- [Task prompt]: Write out, word for word, only the data from its first line to the line containing "pub enum WidgetError".

- [Data records]:
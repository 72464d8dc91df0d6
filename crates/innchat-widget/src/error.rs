//! Widget errors.

use thiserror::Error;

use innchat_core::CoreError;

/// Errors returned to callers of the widget handle.
///
/// Transport and storage failures never show up here; the widget contains
/// them (failed status, retry on next tick, in-memory fallback).
#[derive(Debug, Error)]
pub enum WidgetError {
    /// Rejected by the widget's own rules.
    #[error(transparent)]
    Core(#[from] CoreError),

    /// The widget task is gone (shut down or panicked).
    #[error("widget stopped")]
    Stopped,
}

/// Errors from durable identity storage.
#[derive(Debug, Error)]
pub enum StorageError {
    /// Storage could not be read or written.
    #[error("storage I/O error: {0}")]
    Io(#[from] std::io::Error),

    /// Storage contents are not what we wrote.
    #[error("storage format error: {0}")]
    Format(#[from] serde_json::Error),

    /// Storage is disabled or denied.
    #[error("storage unavailable: {0}")]
    Unavailable(String),
}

- [Task answer]:
repository 72464d8dc91df0d6
filename crates/innchat-widget/src/error.rs
//! Widget errors.

use thiserror::Error;

use innchat_core::CoreError;

/// Errors returned to callers of the widget handle.
///
/// Transport and storage failures never show up here; the widget contains
/// them (failed status, retry on next tick, in-memory fallback).
#[derive(Debug, Error)]
pub enum WidgetError {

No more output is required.